| ACTIVITY |
Output the records below again, precisely as they are written.

| TASK INPUT |
//! Test utilities for building temporary directory trees.
//!
//! This module is only compiled for tests and benchmarks.

use std::fs;
use std::path::{Path, PathBuf};
use tempfile::TempDir;

/// A temporary directory tree for testing and benchmarking.
///
/// Cleaned up automatically when dropped.
pub struct TestTree {
    dir: TempDir,
}

impl TestTree {
    pub fn new() -> Self {
        Self {
            dir: TempDir::new().expect("Failed to create temp dir"),
        }
    }

    pub fn path(&self) -> &Path {
        self.dir.path()
    }

    /// Create a file of `size` bytes, creating parent directories as needed.
    /// Synced so the allocated size is observable immediately.
    pub fn add_file(&self, path: &str, size: usize) -> PathBuf {
        use std::io::Write;

        let full_path = self.dir.path().join(path);
        if let Some(parent) = full_path.parent() {
            fs::create_dir_all(parent).expect("Failed to create parent dirs");
        }
        let mut file = fs::File::create(&full_path).expect("Failed to create file");
        file.write_all(&vec![b'x'; size]).expect("Failed to write file");
        file.sync_all().expect("Failed to sync file");
        full_path
    }

    /// Create an empty directory, including parents.
    pub fn add_dir(&self, path: &str) -> PathBuf {
        let full_path = self.dir.path().join(path);
        fs::create_dir_all(&full_path).expect("Failed to create dir");
        full_path
    }
}

impl Default for TestTree {
    fn default() -> Self {
        Self::new()
    }
}
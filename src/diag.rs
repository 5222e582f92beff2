//! Stderr diagnostics with same-line progress updates
//!
//! Progress counts overwrite themselves with `\r`; warnings and notes that
//! arrive while a progress line is pending move to a fresh line first so the
//! count stays visible.

use std::io::Write;

use termcolor::{Color, ColorChoice, ColorSpec, StandardStream, WriteColor};

/// Diagnostic printer for the stderr stream.
///
/// All writes are best-effort: a failing stderr must never abort a scan.
pub struct Diag {
    stream: StandardStream,
    progress_pending: bool,
}

impl Diag {
    pub fn new(choice: ColorChoice) -> Self {
        Self {
            stream: StandardStream::stderr(choice),
            progress_pending: false,
        }
    }

    /// Print a plain message line.
    pub fn line(&mut self, msg: &str) {
        self.break_progress();
        let _ = writeln!(self.stream, "{}", msg);
    }

    /// Print a warning line (yellow when color is enabled).
    pub fn warn(&mut self, msg: &str) {
        self.break_progress();
        let _ = self
            .stream
            .set_color(ColorSpec::new().set_fg(Some(Color::Yellow)));
        let _ = writeln!(self.stream, "{}", msg);
        let _ = self.stream.reset();
    }

    /// Overwrite the current progress line, staying on the same line.
    pub fn progress(&mut self, msg: &str) {
        let _ = write!(self.stream, "\r{}", msg);
        let _ = self.stream.flush();
        self.progress_pending = true;
    }

    /// Overwrite the progress line one final time and terminate it.
    pub fn progress_done(&mut self, msg: &str) {
        let _ = writeln!(self.stream, "\r{}", msg);
        self.progress_pending = false;
    }

    fn break_progress(&mut self) {
        if self.progress_pending {
            let _ = writeln!(self.stream);
            self.progress_pending = false;
        }
    }
}

impl Default for Diag {
    fn default() -> Self {
        Self::new(ColorChoice::Never)
    }
}
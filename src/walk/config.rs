//! Configuration for the tree walker

use std::time::Duration;

use super::filetype::SpecialTypes;

/// Knobs for a single scan.
#[derive(Debug, Clone)]
pub struct WalkConfig {
    /// Literal substring pruned from traversal (matched against full paths).
    pub exclude: Option<String>,
    /// Directory names pruned when scanning from the filesystem root,
    /// typically remote-mount roots like `Volumes`.
    pub mount_excludes: Vec<String>,
    /// Which special file types to skip during collection.
    pub skip_special: SpecialTypes,
    /// How long the traversal may go without progress before the watchdog
    /// kills the process.
    pub watchdog_timeout: Duration,
    /// Entries between progress diagnostics and watchdog resets.
    pub progress_interval: u64,
}

impl Default for WalkConfig {
    fn default() -> Self {
        Self {
            exclude: None,
            mount_excludes: vec!["Volumes".to_string()],
            skip_special: SpecialTypes::default(),
            watchdog_timeout: Duration::from_secs(20),
            progress_interval: 1000,
        }
    }
}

| EXPECTED OUTPUT |
//! Test utilities for building temporary directory trees.
//!
//! This module is only compiled for tests and benchmarks.

use std::fs;
use std::path::{Path, PathBuf};
use tempfile::TempDir;

/// A temporary directory tree for testing and benchmarking.
///
/// Cleaned up automatically when dropped.
pub struct TestTree {
    dir: TempDir,
}

impl TestTree {
    pub fn new() -> Self {
        Self {
            dir: TempDir::new().expect("Failed to create temp dir"),
        }
    }

    pub fn path(&self) -> &Path {
        self.dir.path()
    }

    /// Create a file of `size` bytes, creating parent directories as needed.
    /// Synced so the allocated size is observable immediately.
    pub fn add_file(&self, path: &str, size: usize) -> PathBuf {
        use std::io::Write;

        let full_path = self.dir.path().join(path);
        if let Some(parent) = full_path.parent() {
            fs::create_dir_all(parent).expect("Failed to create parent dirs");
        }
        let mut file = fs::File::create(&full_path).expect("Failed to create file");
        file.write_all(&vec![b'x'; size]).expect("Failed to write file");
        file.sync_all().expect("Failed to sync file");
        full_path
    }

    /// Create an empty directory, including parents.
    pub fn add_dir(&self, path: &str) -> PathBuf {
        let full_path = self.dir.path().join(path);
        fs::create_dir_all(&full_path).expect("Failed to create dir");
        full_path
    }
}

impl Default for TestTree {
    fn default() -> Self {
        Self::new()
    }
}
filename src/diag.rs
repository 5222e582f92beff2
//! Stderr diagnostics with same-line progress updates
//!
//! Progress counts overwrite themselves with `\r`; warnings and notes that
//! arrive while a progress line is pending move to a fresh line first so the
//! count stays visible.

use std::io::Write;

use termcolor::{Color, ColorChoice, ColorSpec, StandardStream, WriteColor};

/// Diagnostic printer for the stderr stream.
///
/// All writes are best-effort: a failing stderr must never abort a scan.
pub struct Diag {
    stream: StandardStream,
    progress_pending: bool,
}

impl Diag {
    pub fn new(choice: ColorChoice) -> Self {
        Self {
            stream: StandardStream::stderr(choice),
            progress_pending: false,
        }
    }

    /// Print a plain message line.
    pub fn line(&mut self, msg: &str) {
        self.break_progress();
        let _ = writeln!(self.stream, "{}", msg);
    }

    /// Print a warning line (yellow when color is enabled).
    pub fn warn(&mut self, msg: &str) {
        self.break_progress();
        let _ = self
            .stream
            .set_color(ColorSpec::new().set_fg(Some(Color::Yellow)));
        let _ = writeln!(self.stream, "{}", msg);
        let _ = self.stream.reset();
    }

    /// Overwrite the current progress line, staying on the same line.
    pub fn progress(&mut self, msg: &str) {
        let _ = write!(self.stream, "\r{}", msg);
        let _ = self.stream.flush();
        self.progress_pending = true;
    }

    /// Overwrite the progress line one final time and terminate it.
    pub fn progress_done(&mut self, msg: &str) {
        let _ = writeln!(self.stream, "\r{}", msg);
        self.progress_pending = false;
    }

    fn break_progress(&mut self) {
        if self.progress_pending {
            let _ = writeln!(self.stream);
            self.progress_pending = false;
        }
    }
}

impl Default for Diag {
    fn default() -> Self {
        Self::new(ColorChoice::Never)
    }
}
filename src/walk/config.rs
//! Configuration for the tree walker

use std::time::Duration;

use super::filetype::SpecialTypes;

/// Knobs for a single scan.
#[derive(Debug, Clone)]
pub struct WalkConfig {
    /// Literal substring pruned from traversal (matched against full paths).
    pub exclude: Option<String>,
    /// Directory names pruned when scanning from the filesystem root,
    /// typically remote-mount roots like `Volumes`.
    pub mount_excludes: Vec<String>,
    /// Which special file types to skip during collection.
    pub skip_special: SpecialTypes,
    /// How long the traversal may go without progress before the watchdog
    /// kills the process.
    pub watchdog_timeout: Duration,
    /// Entries between progress diagnostics and watchdog resets.
    pub progress_interval: u64,
}

impl Default for WalkConfig {
    fn default() -> Self {
        Self {
            exclude: None,
            mount_excludes: vec!["Volumes".to_string()],
            skip_special: SpecialTypes::default(),
            watchdog_timeout: Duration::from_secs(20),
            progress_interval: 1000,
        }
    }
}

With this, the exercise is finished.